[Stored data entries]
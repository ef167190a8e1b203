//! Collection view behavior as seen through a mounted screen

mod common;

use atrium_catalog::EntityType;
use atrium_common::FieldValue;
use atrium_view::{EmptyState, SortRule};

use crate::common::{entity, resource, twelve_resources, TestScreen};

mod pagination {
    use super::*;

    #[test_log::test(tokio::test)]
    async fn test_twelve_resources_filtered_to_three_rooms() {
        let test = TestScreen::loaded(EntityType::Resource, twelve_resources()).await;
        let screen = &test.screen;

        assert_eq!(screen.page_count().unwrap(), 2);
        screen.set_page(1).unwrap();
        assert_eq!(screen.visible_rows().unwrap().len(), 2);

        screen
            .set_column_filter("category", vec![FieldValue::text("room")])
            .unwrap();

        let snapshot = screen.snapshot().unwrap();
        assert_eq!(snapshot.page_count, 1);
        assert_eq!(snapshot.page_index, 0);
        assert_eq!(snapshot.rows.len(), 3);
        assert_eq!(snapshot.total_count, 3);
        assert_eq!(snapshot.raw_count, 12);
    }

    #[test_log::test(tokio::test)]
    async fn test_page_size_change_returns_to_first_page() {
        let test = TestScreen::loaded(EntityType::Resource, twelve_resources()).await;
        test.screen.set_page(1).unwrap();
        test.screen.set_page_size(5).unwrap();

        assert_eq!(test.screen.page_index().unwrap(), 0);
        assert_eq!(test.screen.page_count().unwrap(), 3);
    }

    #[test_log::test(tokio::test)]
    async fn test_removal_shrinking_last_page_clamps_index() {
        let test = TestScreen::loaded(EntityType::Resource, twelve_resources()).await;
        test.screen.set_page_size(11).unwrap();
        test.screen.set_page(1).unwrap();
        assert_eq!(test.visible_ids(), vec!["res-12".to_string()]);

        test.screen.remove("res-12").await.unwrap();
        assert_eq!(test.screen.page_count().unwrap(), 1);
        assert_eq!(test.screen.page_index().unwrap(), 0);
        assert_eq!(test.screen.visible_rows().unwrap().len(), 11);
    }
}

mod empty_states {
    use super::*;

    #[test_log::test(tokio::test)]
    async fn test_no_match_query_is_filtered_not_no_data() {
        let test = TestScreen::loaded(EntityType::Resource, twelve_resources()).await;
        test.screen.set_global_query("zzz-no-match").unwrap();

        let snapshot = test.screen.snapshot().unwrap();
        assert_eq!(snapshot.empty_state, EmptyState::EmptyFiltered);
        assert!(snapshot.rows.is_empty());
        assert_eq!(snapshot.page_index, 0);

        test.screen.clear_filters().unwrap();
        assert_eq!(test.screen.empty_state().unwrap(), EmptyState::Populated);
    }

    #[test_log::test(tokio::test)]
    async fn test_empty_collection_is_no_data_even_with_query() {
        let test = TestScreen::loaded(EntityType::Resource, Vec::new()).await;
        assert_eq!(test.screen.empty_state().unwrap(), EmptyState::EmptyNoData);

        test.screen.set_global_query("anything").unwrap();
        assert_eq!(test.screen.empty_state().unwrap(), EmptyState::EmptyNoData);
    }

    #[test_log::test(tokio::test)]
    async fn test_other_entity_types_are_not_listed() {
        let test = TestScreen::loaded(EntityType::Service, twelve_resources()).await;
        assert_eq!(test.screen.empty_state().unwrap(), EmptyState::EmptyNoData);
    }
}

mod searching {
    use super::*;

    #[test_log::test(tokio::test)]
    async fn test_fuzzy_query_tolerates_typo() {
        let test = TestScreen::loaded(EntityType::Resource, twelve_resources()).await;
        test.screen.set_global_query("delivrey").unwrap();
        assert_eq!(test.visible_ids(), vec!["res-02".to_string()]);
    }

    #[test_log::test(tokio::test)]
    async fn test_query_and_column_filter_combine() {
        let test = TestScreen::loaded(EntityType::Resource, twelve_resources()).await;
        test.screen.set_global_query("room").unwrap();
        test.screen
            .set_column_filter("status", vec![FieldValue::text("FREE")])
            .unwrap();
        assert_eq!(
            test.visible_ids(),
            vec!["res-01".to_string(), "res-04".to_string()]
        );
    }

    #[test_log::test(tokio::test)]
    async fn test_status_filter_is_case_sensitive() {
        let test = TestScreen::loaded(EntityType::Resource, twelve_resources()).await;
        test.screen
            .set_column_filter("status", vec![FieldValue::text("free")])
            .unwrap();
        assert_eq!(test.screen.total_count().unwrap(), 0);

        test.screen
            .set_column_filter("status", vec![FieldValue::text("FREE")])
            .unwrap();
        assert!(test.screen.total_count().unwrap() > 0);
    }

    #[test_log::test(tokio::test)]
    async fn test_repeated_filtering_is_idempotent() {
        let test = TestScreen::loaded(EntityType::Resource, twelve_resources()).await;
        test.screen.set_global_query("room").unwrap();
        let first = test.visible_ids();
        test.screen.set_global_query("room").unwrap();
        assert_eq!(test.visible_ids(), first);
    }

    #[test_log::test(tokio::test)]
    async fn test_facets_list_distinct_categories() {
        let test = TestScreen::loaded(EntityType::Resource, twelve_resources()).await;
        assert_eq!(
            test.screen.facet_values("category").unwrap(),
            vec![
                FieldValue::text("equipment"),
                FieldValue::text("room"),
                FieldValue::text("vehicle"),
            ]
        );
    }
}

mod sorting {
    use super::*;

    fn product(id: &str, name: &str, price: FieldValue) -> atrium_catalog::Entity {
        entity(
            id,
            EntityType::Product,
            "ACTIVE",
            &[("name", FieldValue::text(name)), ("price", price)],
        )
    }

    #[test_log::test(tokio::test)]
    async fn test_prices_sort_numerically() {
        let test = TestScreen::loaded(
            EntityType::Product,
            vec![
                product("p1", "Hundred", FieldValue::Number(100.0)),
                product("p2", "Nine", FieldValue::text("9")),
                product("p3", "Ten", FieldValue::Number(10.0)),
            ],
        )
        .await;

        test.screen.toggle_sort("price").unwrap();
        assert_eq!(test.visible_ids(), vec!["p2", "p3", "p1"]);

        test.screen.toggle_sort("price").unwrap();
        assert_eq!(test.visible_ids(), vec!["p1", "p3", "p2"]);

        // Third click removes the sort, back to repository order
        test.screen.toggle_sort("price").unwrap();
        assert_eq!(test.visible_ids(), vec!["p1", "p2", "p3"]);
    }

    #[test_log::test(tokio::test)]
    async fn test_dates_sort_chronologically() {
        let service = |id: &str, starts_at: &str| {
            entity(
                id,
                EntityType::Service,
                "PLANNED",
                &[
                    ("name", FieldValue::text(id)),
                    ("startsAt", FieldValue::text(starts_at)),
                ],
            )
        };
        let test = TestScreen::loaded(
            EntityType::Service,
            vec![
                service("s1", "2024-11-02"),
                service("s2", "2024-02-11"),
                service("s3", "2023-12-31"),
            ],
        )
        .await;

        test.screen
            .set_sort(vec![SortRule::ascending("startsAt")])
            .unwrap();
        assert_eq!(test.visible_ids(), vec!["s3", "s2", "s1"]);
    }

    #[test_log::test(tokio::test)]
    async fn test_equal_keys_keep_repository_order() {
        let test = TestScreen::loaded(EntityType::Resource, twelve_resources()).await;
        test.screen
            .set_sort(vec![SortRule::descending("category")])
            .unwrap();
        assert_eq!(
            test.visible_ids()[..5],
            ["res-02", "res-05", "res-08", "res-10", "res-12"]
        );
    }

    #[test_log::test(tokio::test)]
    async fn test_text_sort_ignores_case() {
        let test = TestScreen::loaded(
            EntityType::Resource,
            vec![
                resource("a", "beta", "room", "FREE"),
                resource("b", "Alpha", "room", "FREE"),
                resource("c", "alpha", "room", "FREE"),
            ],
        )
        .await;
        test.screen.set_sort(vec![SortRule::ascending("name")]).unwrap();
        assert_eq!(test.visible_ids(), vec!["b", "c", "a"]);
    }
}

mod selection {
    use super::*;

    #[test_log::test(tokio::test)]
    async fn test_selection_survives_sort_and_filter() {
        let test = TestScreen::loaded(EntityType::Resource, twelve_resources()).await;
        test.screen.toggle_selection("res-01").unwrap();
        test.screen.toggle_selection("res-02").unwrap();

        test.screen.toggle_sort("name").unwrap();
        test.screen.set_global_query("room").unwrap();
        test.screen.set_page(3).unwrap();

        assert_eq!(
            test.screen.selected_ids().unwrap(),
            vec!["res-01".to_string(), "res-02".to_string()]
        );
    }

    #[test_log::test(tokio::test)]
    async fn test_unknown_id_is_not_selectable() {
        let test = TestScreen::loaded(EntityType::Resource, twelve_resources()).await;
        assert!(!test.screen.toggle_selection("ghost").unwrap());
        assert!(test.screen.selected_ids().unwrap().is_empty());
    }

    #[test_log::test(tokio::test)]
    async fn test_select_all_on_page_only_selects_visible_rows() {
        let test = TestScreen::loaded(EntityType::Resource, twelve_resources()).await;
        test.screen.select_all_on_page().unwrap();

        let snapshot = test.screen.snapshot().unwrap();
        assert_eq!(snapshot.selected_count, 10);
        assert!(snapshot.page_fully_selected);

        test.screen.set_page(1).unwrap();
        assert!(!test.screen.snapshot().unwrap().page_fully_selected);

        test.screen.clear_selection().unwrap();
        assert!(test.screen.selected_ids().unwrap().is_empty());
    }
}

• YOUR OBJECTIVE
Pick every line of the data that includes the string "startsAt".

• RESULT OF THE EXERCISE
                    ("startsAt", FieldValue::text(starts_at)),
            .set_sort(vec![SortRule::ascending("startsAt")])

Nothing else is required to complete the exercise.